Quel regard portez-vous sur la situation politique nationale actuelle et ses répercussions sur l’action des collectivités territoriales comme la vôtre ?

La France ne va pas bien. Entre une instabilité politique qui fige toute réforme structurelle malgré les efforts de François Bayrou pour maintenir les équilibres, une situation budgétaire qui impose un traitement de choc à l’État, des collectivités en perte de confiance face à un État qui les ponctionne régulièrement pour combler son déficit, une polarisation aux extrêmes de nos concitoyens à la recherche désespérée d’un nouvel espoir, nous ne pouvons pas dire que la situation se montre reluisante. Des réformes de fond doivent être menées et j’ai, comme de nombreux Alsaciens que je croise, un sentiment d’inaction. Ces réformes demandent courage et soutien de la population, deux piliers qui restent à consolider.

Les territoires ont des propositions à faire afin de participer à cet effort de redressement de nos comptes publics. J’en porte par exemple une sur la simplification de notre millefeuille territorial. Trop de strates peu connues de nos concitoyens, trop de dépenses de fonctionnement qui pourraient être rationalisées afin de les concentrer sur un service public visible et palpable, trop de distance entre le citoyen et ses élus m’invitent à penser que l’on a de quoi diminuer la voilure administrative afin de redonner du pouvoir d’agir localement. Nous défendons une collectivité unique qui rassemblerait les compétences départementales et régionales. La fusion du conseil départemental du Bas-Rhin et du Haut-Rhin que nous avons menée a permis d’économiser 12 millions d’euros par an, et des économistes évaluent à 100 millions d’euros le gain que cette fusion département-région générerait sur notre territoire. Imaginez ce que nous pourrions faire avec une telle réforme sur le plan national… Il ne manque aujourd’hui que la volonté politique nationale.
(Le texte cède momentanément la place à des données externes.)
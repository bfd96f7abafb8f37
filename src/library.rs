//! Operation surface of the daemon.
//!
//! Every request resolves its realm, authorizes against that realm's token
//! table and then runs against the realm state under the matching lock:
//! shared for lookups, exclusive for anything that can mutate.

use std::sync::Arc;

use tracing::{debug, info};

use crate::api::error::{ApiError, Result};
use crate::auth::{Authorizer, Capability};
use crate::classify::{suggest, Suggestion};
use crate::policy::{AcceptAll, PolicyGate};
use crate::realm::{RealmRegistry, RealmState, ServerConfig};
use crate::reconcile::{self, WriteOptions};
use crate::record::{FieldMap, Record};
use crate::store::SearchQuery;
use crate::wire::WebhookCommit;

/// Caller identity for one request.
#[derive(Debug, Clone, Copy, Default)]
pub struct Access<'a> {
    pub realm: Option<&'a str>,
    pub token: Option<&'a str>,
}

impl<'a> Access<'a> {
    pub fn new(realm: Option<&'a str>, token: Option<&'a str>) -> Self {
        Self { realm, token }
    }
}

fn write_capabilities(force: bool) -> &'static [Capability] {
    if force {
        &[Capability::Write, Capability::Force]
    } else {
        &[Capability::Write]
    }
}

/// Realms, authorization and the admission policy.
pub struct Library {
    registry: RealmRegistry,
    authorizer: Authorizer,
    policy: Arc<dyn PolicyGate>,
}

impl Library {
    pub fn new(config: ServerConfig, authorizer: Authorizer, policy: Arc<dyn PolicyGate>) -> Self {
        Self {
            registry: RealmRegistry::new(config),
            authorizer,
            policy,
        }
    }

    /// Library admitting every record.
    pub fn open(config: ServerConfig, authorizer: Authorizer) -> Self {
        Self::new(config, authorizer, Arc::new(AcceptAll))
    }

    pub fn registry(&self) -> &RealmRegistry {
        &self.registry
    }

    fn authorize(&self, state: &RealmState, token: Option<&str>, capabilities: &[Capability]) -> Result<()> {
        let decision = self.authorizer.authorize_all(state.tokens(), token, capabilities);
        if !decision.is_grant() {
            debug!(realm = %state.name(), ?decision, "Request refused");
        }
        ApiError::from_decision(decision)
    }

    /// Token recorded in commit messages, when the realm enforces tokens.
    fn attribution<'t>(&self, state: &RealmState, token: Option<&'t str>) -> Option<&'t str> {
        if self.authorizer.is_enabled() && state.tokens().is_enabled() {
            Some(token.unwrap_or("none"))
        } else {
            None
        }
    }

    /// Records matching every term of `query`.
    pub async fn search(&self, access: Access<'_>, query: &str) -> Result<Vec<Record>> {
        let query = SearchQuery::parse(query)?;

        let realm = self.registry.ensure_loaded(access.realm).await?;
        let state = realm.read().await;
        self.authorize(&state, access.token, &[Capability::Search])?;

        Ok(state.store().search(&query).into_iter().cloned().collect())
    }

    /// Candidates for a key the realm does not know.
    pub async fn suggest(&self, access: Access<'_>, key: &str) -> Result<Vec<Suggestion>> {
        let realm = self.registry.ensure_loaded(access.realm).await?;
        let state = realm.read().await;
        self.authorize(&state, access.token, &[Capability::Search])?;

        if let Some(record) = state.store().lookup(key) {
            return Ok(vec![Suggestion {
                score: 1.0,
                record: record.clone(),
            }]);
        }

        Ok(suggest(key, state.store().records()))
    }

    /// One record by key (prefix lookup).
    pub async fn entry(&self, access: Access<'_>, key: &str) -> Result<Record> {
        let realm = self.registry.ensure_loaded(access.realm).await?;
        let state = realm.read().await;
        self.authorize(&state, access.token, &[Capability::Read])?;

        state
            .store()
            .lookup(key)
            .cloned()
            .ok_or_else(|| ApiError::NotFound(key.to_string()))
    }

    /// One slot per key, `None` where nothing matches.
    pub async fn get(&self, access: Access<'_>, keys: &[String]) -> Result<Vec<Option<Record>>> {
        let realm = self.registry.ensure_loaded(access.realm).await?;
        let state = realm.read().await;
        self.authorize(&state, access.token, &[Capability::Read])?;

        Ok(keys
            .iter()
            .map(|key| state.store().lookup(key).cloned())
            .collect())
    }

    /// Add a record under `key` unless its body names another ID.
    pub async fn create(&self, access: Access<'_>, key: &str, entry: FieldMap, force: bool) -> Result<Record> {
        let record = Record::from_map_or_key(entry, key)?;

        let realm = self.registry.ensure_loaded(access.realm).await?;
        let mut state = realm.write().await;
        self.authorize(&state, access.token, write_capabilities(force))?;

        let options = WriteOptions {
            force,
            attribution: self.attribution(&state, access.token),
        };
        reconcile::create_entry(&mut state, record.clone(), self.policy.as_ref(), options).await?;
        Ok(record)
    }

    /// Replace the record stored under exactly `key`.
    pub async fn replace(&self, access: Access<'_>, key: &str, entry: FieldMap, force: bool) -> Result<Record> {
        let record = Record::from_map_or_key(entry, key)?;

        let realm = self.registry.ensure_loaded(access.realm).await?;
        let mut state = realm.write().await;
        self.authorize(&state, access.token, write_capabilities(force))?;

        let options = WriteOptions {
            force,
            attribution: self.attribution(&state, access.token),
        };
        reconcile::replace_entry(&mut state, key, record.clone(), self.policy.as_ref(), options).await?;
        Ok(record)
    }

    pub async fn delete(&self, access: Access<'_>, key: &str) -> Result<Record> {
        let realm = self.registry.ensure_loaded(access.realm).await?;
        let mut state = realm.write().await;
        self.authorize(&state, access.token, &[Capability::Delete])?;

        let attribution = self.attribution(&state, access.token);
        Ok(reconcile::delete_entry(&mut state, key, attribution).await?)
    }

    /// Apply a batch; returns the accepted IDs.
    ///
    /// Unresolved duplicates win over policy rejections in the failure, and
    /// both still report what was accepted alongside them.
    pub async fn bulk_update(&self, access: Access<'_>, entries: Vec<Record>, force: bool) -> Result<Vec<String>> {
        let realm = self.registry.ensure_loaded(access.realm).await?;
        let mut state = realm.write().await;
        self.authorize(&state, access.token, write_capabilities(force))?;

        let options = WriteOptions {
            force,
            attribution: self.attribution(&state, access.token),
        };
        let submitted = entries.len();
        let outcome = reconcile::bulk_update(&mut state, entries, self.policy.as_ref(), options).await?;

        debug!(
            realm = %state.name(),
            submitted,
            unchanged = outcome.unchanged,
            added = outcome.added.len(),
            "Bulk update processed"
        );

        if !outcome.duplicates.is_empty() {
            return Err(ApiError::Duplicate {
                verdicts: outcome.duplicates,
                added: outcome.added,
            });
        }
        if !outcome.rejected.is_empty() {
            return Err(ApiError::Policy {
                rejected: outcome.rejected,
                added: outcome.added,
            });
        }

        Ok(outcome.added)
    }

    /// Reload a realm from its log and files.
    pub async fn resync(&self, realm: Option<&str>) -> Result<()> {
        let realm = self.registry.resync(realm).await?;
        info!(realm = %realm.name(), "Resynced");
        Ok(())
    }

    /// Resync unless every pushed commit was written by this server.
    pub async fn webhook(&self, realm: Option<&str>, commits: &[WebhookCommit]) -> Result<bool> {
        let external = commits.iter().filter(|c| !c.is_own()).count();
        if external == 0 {
            debug!(commits = commits.len(), "Webhook carried only own commits");
            return Ok(false);
        }

        info!(external, "External commits pushed, resyncing");
        self.resync(realm).await?;
        Ok(true)
    }
}
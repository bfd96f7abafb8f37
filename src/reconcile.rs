//! Server side of the reconciliation protocol.
//!
//! All functions take the realm state by `&mut`, so callers hold the realm's
//! write lock for the whole classify, append, write and commit sequence.
//!
//! Bulk update processes the whole batch before answering:
//! - unchanged resubmissions are skipped
//! - candidates without verdicts go through the policy gate (unless forced)
//!   and are appended
//! - candidates with verdicts are collected for the caller to resolve
//!
//! Everything accepted is committed as one change, even when other
//! candidates in the batch were rejected or flagged.

use serde::Serialize;
use thiserror::Error;
use tracing::{debug, info};

use crate::classify::{classify, Verdict};
use crate::policy::{PolicyDecision, PolicyGate, PolicyRejection};
use crate::realm::{RealmError, RealmState};
use crate::record::Record;

/// Reconciliation errors.
#[derive(Debug, Error)]
pub enum ReconcileError {
    #[error("Entry not found: {0}")]
    NotFound(String),

    #[error("Entry already exists: {}", .0.id())]
    Exists(Box<Record>),

    #[error("Rejected by policy: {}", .0.reason)]
    Policy(Box<PolicyRejection>),

    #[error(transparent)]
    Commit(#[from] RealmError),
}

pub type Result<T> = std::result::Result<T, ReconcileError>;

/// How a write is applied.
#[derive(Debug, Clone, Copy, Default)]
pub struct WriteOptions<'a> {
    /// Skip the policy gate. Duplicate detection still runs.
    pub force: bool,

    /// Token recorded in the commit message, when the realm enforces tokens.
    pub attribution: Option<&'a str>,
}

/// Result of a bulk update.
#[derive(Debug, Default, Clone, PartialEq, Serialize)]
pub struct BulkOutcome {
    /// IDs appended and committed by this call.
    pub added: Vec<String>,

    /// Candidates identical to a stored record.
    pub unchanged: usize,

    /// Similar records found for candidates that were not applied.
    pub duplicates: Vec<Verdict>,

    /// Candidates vetoed by the policy gate.
    pub rejected: Vec<PolicyRejection>,
}

fn vet(
    policy: &dyn PolicyGate,
    candidate: &Record,
    existing: &[Record],
    force: bool,
) -> std::result::Result<(), PolicyRejection> {
    if force {
        return Ok(());
    }
    match policy.check(candidate, existing) {
        PolicyDecision::Accept => Ok(()),
        PolicyDecision::Reject(reason) => Err(PolicyRejection {
            record: candidate.clone(),
            reason,
        }),
    }
}

/// Apply a batch of candidate records.
pub async fn bulk_update(
    state: &mut RealmState,
    entries: Vec<Record>,
    policy: &dyn PolicyGate,
    options: WriteOptions<'_>,
) -> Result<BulkOutcome> {
    let snapshot = state.store().clone();
    let mut outcome = BulkOutcome::default();
    let mut changelog = Vec::new();

    for entry in entries {
        if state.store().get(entry.id()) == Some(&entry) {
            outcome.unchanged += 1;
            continue;
        }

        let verdicts = classify(&entry, state.store().records());
        if !verdicts.is_empty() {
            debug!(id = %entry.id(), matches = verdicts.len(), "Candidate has similar entries");
            outcome.duplicates.extend(verdicts);
            continue;
        }

        if let Err(rejection) = vet(policy, &entry, state.store().records(), options.force) {
            debug!(id = %entry.id(), reason = %rejection.reason, "Candidate rejected by policy");
            outcome.rejected.push(rejection);
            continue;
        }

        let id = entry.id().to_string();
        if state.store_mut().insert(entry) {
            changelog.push(format!("Added {}", id));
            outcome.added.push(id);
        }
    }

    if !outcome.added.is_empty() {
        state.commit(snapshot, &changelog.join("\n"), options.attribution).await?;
        info!(
            realm = %state.name(),
            added = outcome.added.len(),
            duplicates = outcome.duplicates.len(),
            rejected = outcome.rejected.len(),
            "Bulk update committed"
        );
    }

    Ok(outcome)
}

/// Add one new record.
pub async fn create_entry(
    state: &mut RealmState,
    record: Record,
    policy: &dyn PolicyGate,
    options: WriteOptions<'_>,
) -> Result<()> {
    if let Some(existing) = state.store().get(record.id()) {
        return Err(ReconcileError::Exists(Box::new(existing.clone())));
    }

    vet(policy, &record, state.store().records(), options.force)
        .map_err(|r| ReconcileError::Policy(Box::new(r)))?;

    let snapshot = state.store().clone();
    let summary = format!("Added {}", record.id());
    state.store_mut().insert(record);
    state.commit(snapshot, &summary, options.attribution).await?;

    info!(realm = %state.name(), summary = %summary, "Entry created");
    Ok(())
}

/// Replace the record stored under `key`.
pub async fn replace_entry(
    state: &mut RealmState,
    key: &str,
    record: Record,
    policy: &dyn PolicyGate,
    options: WriteOptions<'_>,
) -> Result<()> {
    let current = state
        .store()
        .get(key)
        .ok_or_else(|| ReconcileError::NotFound(key.to_string()))?;

    if *current == record {
        return Ok(());
    }

    // Renaming onto another stored key would leave two records with one ID.
    if record.id() != key {
        if let Some(other) = state.store().get(record.id()) {
            return Err(ReconcileError::Exists(Box::new(other.clone())));
        }
    }

    vet(policy, &record, state.store().records(), options.force)
        .map_err(|r| ReconcileError::Policy(Box::new(r)))?;

    let snapshot = state.store().clone();
    state.store_mut().replace(key, record);
    let summary = format!("Changed {}", key);
    state.commit(snapshot, &summary, options.attribution).await?;

    info!(realm = %state.name(), summary = %summary, "Entry replaced");
    Ok(())
}

/// Remove the record stored under `key`.
pub async fn delete_entry(state: &mut RealmState, key: &str, attribution: Option<&str>) -> Result<Record> {
    let snapshot = state.store().clone();
    let removed = state
        .store_mut()
        .remove(key)
        .ok_or_else(|| ReconcileError::NotFound(key.to_string()))?;

    let summary = format!("Deleted {}", key);
    state.commit(snapshot, &summary, attribution).await?;

    info!(realm = %state.name(), summary = %summary, "Entry deleted");
    Ok(removed)
}
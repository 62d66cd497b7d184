use clap::{Args, Parser, Subcommand};

#[derive(Parser)]
#[command(
    name = "program-insight",
    about = "Program Insight: resolve program descriptors and their bundled packages",
    version
)]
pub struct Cli {
    #[command(subcommand)]
    pub command: Commands,
}

/// Where descriptors are looked up and how templates expand.
#[derive(Args, Debug, Clone, Default)]
pub struct SourceArgs {
    /// Root directory for relative program and package paths
    #[arg(long)]
    pub root: Option<String>,

    /// Variable for lookup templates, as NAME=VALUE (repeatable)
    #[arg(long = "env", value_name = "NAME=VALUE", value_parser = parse_env_pair)]
    pub env: Vec<(String, String)>,

    /// Seed template variables from the process environment
    #[arg(long)]
    pub inherit_env: bool,

    /// Lookup template, replaces the default list (repeatable, base first)
    #[arg(long = "lookup", value_name = "TEMPLATE")]
    pub lookup: Vec<String>,

    /// TOML config file; flags override its values
    #[arg(long)]
    pub config: Option<String>,
}

#[derive(Subcommand)]
pub enum Commands {
    /// Resolve a program directory and walk its packages
    Parse {
        /// Program directory
        program: String,

        #[command(flatten)]
        source: SourceArgs,

        /// Follow bundled dependencies of every package, not just the boot package
        #[arg(long)]
        include_packages: bool,

        /// Record missing packages as empty entries instead of warnings
        #[arg(long)]
        strict_packages: bool,

        /// Log the resolved program path
        #[arg(long)]
        debug: bool,

        /// Output as JSON
        #[arg(long)]
        json: bool,

        /// Exit 1 when any descriptor recorded errors
        #[arg(long)]
        deny_errors: bool,
    },

    /// Load and normalize a single descriptor file
    Descriptor {
        /// Descriptor file
        file: String,

        /// Root directory for a relative file path
        #[arg(long)]
        root: Option<String>,

        /// Output as JSON
        #[arg(long)]
        json: bool,

        /// Exit 1 when the descriptor recorded errors
        #[arg(long)]
        deny_errors: bool,
    },

    /// Print the candidate descriptor paths for a program without reading them
    Lookup {
        /// Program directory
        program: String,

        #[command(flatten)]
        source: SourceArgs,

        /// Output as JSON
        #[arg(long)]
        json: bool,
    },
}

impl Commands {
    pub fn debug(&self) -> bool {
        matches!(self, Commands::Parse { debug: true, .. })
    }
}

fn parse_env_pair(raw: &str) -> Result<(String, String), String> {
    let (name, value) = raw
        .split_once('=')
        .ok_or_else(|| format!("expected NAME=VALUE, got '{raw}'"))?;
    if name.is_empty() {
        return Err(format!("missing variable name in '{raw}'"));
    }
    Ok((name.to_string(), value.to_string()))
}

#[cfg(test)]
mod tests {
    use super::*;

    #[test]
    fn env_pairs_split_on_first_equals() {
        assert_eq!(
            parse_env_pair("PINF_MODE=dev"),
            Ok(("PINF_MODE".to_string(), "dev".to_string()))
        );
        assert_eq!(
            parse_env_pair("A=b=c"),
            Ok(("A".to_string(), "b=c".to_string()))
        );
        assert_eq!(parse_env_pair("EMPTY="), Ok(("EMPTY".to_string(), String::new())));
        assert!(parse_env_pair("novalue").is_err());
        assert!(parse_env_pair("=x").is_err());
    }

    #[test]
    fn parse_flags_map_onto_fields() {
        let cli = Cli::parse_from([
            "program-insight",
            "parse",
            "app",
            "--root",
            "/srv",
            "--env",
            "PINF_MODE=dev",
            "--lookup",
            "program.json",
            "--lookup",
            "program.${PINF_MODE}.json",
            "--include-packages",
            "--debug",
        ]);
        assert!(cli.command.debug());
        let Commands::Parse {
            program,
            source,
            include_packages,
            strict_packages,
            ..
        } = cli.command
        else {
            panic!("expected parse command");
        };
        assert_eq!(program, "app");
        assert_eq!(source.root.as_deref(), Some("/srv"));
        assert_eq!(source.env, vec![("PINF_MODE".to_string(), "dev".to_string())]);
        assert_eq!(source.lookup.len(), 2);
        assert!(include_packages);
        assert!(!strict_packages);
    }
}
  1. Le Rhin supérieur s’étend sur 350 kilomètres entre sa sortie à Bâle et sa confluence avec le Main près de Mayence. Il compte 5 800 000 d’habitants le long de son cours sur une superficie de 21 500 km2.
  2. La France est impliquée dans 22 programmes de coopération territoriale européenne/interreg. Ces programmes représentent 22 espaces géographiques de tailles très différentes au sein desquels acteurs du public et du privé sont invités à monter des projets en partenariat.